Ok, eu sei que questões relacionadas à indústria cinematográfica empalidecem diante do horror do coronavirus (especialmente em um país como o nosso, no qual o distanciamento social vem diminuindo mesmo com o número crescente de casos), mas é minha área de trabalho.
Então…
Uma das disputas mais importantes para definir o futuro do Cinema é aquela entre distribuidores/produtores e exibidores. É uma história antiga que agora, em função da pandemia, vem ganhando contornos novos que podem mudar radicalmente o modo como consumimos a Arte.
Lááá atrás, no início da história do Cinema, os estúdios eram também donos das salas de exibição. Assim, os cinemas praticamente exibiam com exclusividade as obras dos estúdios aos quais pertenciam - e caso um estúdio quisesse lançamento mais amplo, precisava negociar com outros.
Isto também trazia implicações no desenvolvimento da tecnologia. A rigor, por exemplo, o som poderia ter chegado ao Cinema antes de 1927 (em 1912, Edison já havia desenvolvido sistemas de som primitivos, mas teoricamente viáveis); no entanto os estúdios resistiram a isso. +
Um dos motivos é que os gastos para produzir filmes sonoros seriam altíssimos, já que envolveriam investir em tecnologia tanto para produzir quanto para exibir - e os estúdios, como donos dos cinemas, teriam que fazer as duas coisas. Como não havia grande demanda, não fizeram.
(A questão é um pouco mais complexa, na verdade, já que existiam dois sistemas de som em competição, Vitaphone e Fotofilm - este último pertencia à Fox, era melhor, mas muito mais caro.)
No entanto, com a recessão pré-Crash de 1929 se tornando mais evidente, o público nos cinemas foi diminuindo e isto estimulou os estúdios a finalmente investirem no som como forma de atrair os espectadores de volta.
O fato de os estúdios serem também donos de tantos cinemas já era algo que incomodava a Justiça dos EUA há algum tempo por infringir o chamado Ato Sherman Antitruste, estabelecido no fim do século 19. Mas na prática nada foi feito até o fim da década de 1930.
Em 1938, o Departamento de Justiça dos EUA processou os cinco grandes estúdios (Warner, Fox, MGM, RKO e Paramount) por práticas ilegais envolvendo a integração vertical de produção e exibição. Como maior estúdio entre eles, a Paramount foi a ré principal(US x Paramount.).
O caso foi longo e dividido em etapas de acordos feitos, acordos quebrados, novos processos, novos acordos e novos rompimentos.
Mas para resumir a história, em 1948 o STF dos EUA decidiu que os estúdios deveriam se desfazer dos cinemas.

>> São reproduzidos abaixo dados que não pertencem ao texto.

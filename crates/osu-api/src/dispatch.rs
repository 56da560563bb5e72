//! Request dispatch
//!
//! Every API call funnels through `Dispatcher::dispatch`:
//! rate budget -> token validity -> transport checkout -> HTTP call ->
//! transport release -> status check -> context merge -> typed decode.
//!
//! Only the limiter wait and the credential refresh can suspend a call before
//! it reaches the network; neither holds a lock across the HTTP request.

use std::sync::Arc;

use osu_auth::CredentialHolder;
use osu_transport::{RateLimiter, TransportHandle, TransportPool};
use reqwest::header::{ACCEPT, CONTENT_TYPE};
use serde::de::DeserializeOwned;
use serde_json::Value;
use tracing::{debug, info};

use crate::error::{Error, Result};
use crate::request::RequestSpec;

/// Shared per-client dispatch state: limiter, credential and transport.
pub struct Dispatcher {
    limiter: RateLimiter,
    credential: Arc<dyn CredentialHolder>,
    pool: TransportPool,
}

impl Dispatcher {
    pub fn new(
        limiter: RateLimiter,
        credential: Arc<dyn CredentialHolder>,
        pool: TransportPool,
    ) -> Self {
        Self {
            limiter,
            credential,
            pool,
        }
    }

    pub fn limiter(&self) -> &RateLimiter {
        &self.limiter
    }

    pub fn credential(&self) -> &Arc<dyn CredentialHolder> {
        &self.credential
    }

    pub fn pool(&self) -> &TransportPool {
        &self.pool
    }

    /// Run `spec` and decode the response into `T`.
    pub async fn dispatch<T: DeserializeOwned>(&self, spec: &RequestSpec) -> Result<T> {
        let mut value = self.fetch(spec).await?;
        spec.shape.merge(&mut value, &spec.context);
        serde_json::from_value(value).map_err(|e| {
            Error::Decode(format!("{} {}: {e}", spec.method.as_str(), spec.path))
        })
    }

    /// Run `spec` and return the raw JSON body, without context merging.
    pub async fn fetch(&self, spec: &RequestSpec) -> Result<Value> {
        self.limiter.acquire().await;
        self.credential.ensure_valid(false).await?;
        let token = self
            .credential
            .access_token()
            .await
            .ok_or_else(|| Error::Auth(osu_auth::Error::NotFound("no access token held".into())))?;

        let handle = self.pool.acquire().await?;
        let outcome = self.send(&handle, spec, &token).await;
        match &outcome {
            Ok(_) => handle.mark_served(),
            Err(Error::Transport(e)) => self.report_dead_transport(&handle, e).await,
            Err(_) => {}
        }
        self.pool.release(handle);

        let (status, body) = outcome?;
        metrics::counter!("osu_api_requests_total", "status" => status.to_string()).increment(1);
        if !(200..300).contains(&status) {
            debug!(path = %spec.path, status, "upstream returned an error");
            return Err(Error::Http { status, body });
        }

        info!(
            method = spec.method.as_str(),
            path = %spec.path,
            query = ?spec.query_pairs(),
            body = ?spec.body,
            "request ok"
        );

        serde_json::from_str(&body)
            .map_err(|e| Error::Decode(format!("{} is not JSON: {e}", spec.path)))
    }

    async fn send(
        &self,
        handle: &TransportHandle,
        spec: &RequestSpec,
        token: &str,
    ) -> Result<(u16, String)> {
        let url = self.pool.settings().url(&spec.path);
        let mut request = handle
            .client()
            .request(spec.method.into(), &url)
            .bearer_auth(token)
            .header(ACCEPT, "application/json")
            .header(CONTENT_TYPE, "application/json")
            .query(&spec.query_pairs());
        if let Some(body) = &spec.body {
            request = request.json(body);
        }

        let response = request.send().await?;
        let status = response.status().as_u16();
        let body = response.text().await?;
        Ok((status, body))
    }

    /// Heuristic: a connect failure on a pinned client is reported as a
    /// possibly dead transport. The pool only replaces clients that have
    /// served a response before, so a refused connection to an upstream that
    /// is down stays a plain transport error. Ad-hoc clients are dropped anyway.
    async fn report_dead_transport(&self, handle: &TransportHandle, err: &reqwest::Error) {
        if !err.is_connect() {
            return;
        }
        if let Some(generation) = handle.generation() {
            debug!(generation, error = %err, "pinned transport failed to connect");
            self.pool.mark_closed(generation).await;
        }
    }
}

Durante décadas, a relação entre produtores e exibidores funcionou relativamente bem. Claro, sempre houve disputas pontuais sobre % na divisão da bilheteria - especialmente de superproduções -, mas algum tipo de acordo era sempre alcançado.
A relação, porém, começou a ficar mais tensa quando surgiu o home video na década de 70: os exibidores exigiram que houvesse uma grande janela de distribuição - um tempo entre a exibição nos cinemas e o lançamento em vídeo (betamax/VHS). Os estúdios aceitaram.
Quem se lembra de como as coisas eram na década de 80 sabe que se você perdesse um filme no cinema, teria que esperar pelo menos um ano para ver em vídeo; no caso da Disney, as animações chegavam a demorar mais de DOIS anos até serem lançadas em VHS.
A coisa se tornou mais tensa com o surgimento de mídias mais baratas como o DVD/BD, já que os estúdios começaram a lançar os filmes apenas seis meses depois dos cinemas. A janela foi encurtando cada vez mais; hoje, é comum que 90 dias depois da estreia o filme chegue em casa.
O que nos traz aos dias de hoje, quando a chegada do streaming tornou tudo ainda mais complicado (e essa longa história explica por que a relação entre Cannes e a Netflix, por exemplo, é tão conturbada, já que o festival defende os interesses dos exibidores).
Ok, eu precisava lembrar toda essa história antes de poder falar sobre o que está acontecendo agora para que pudessem entender a importância e o choque do que está para rolar nos próximos meses. Aliás, do que JÁ ESTÁ rolando.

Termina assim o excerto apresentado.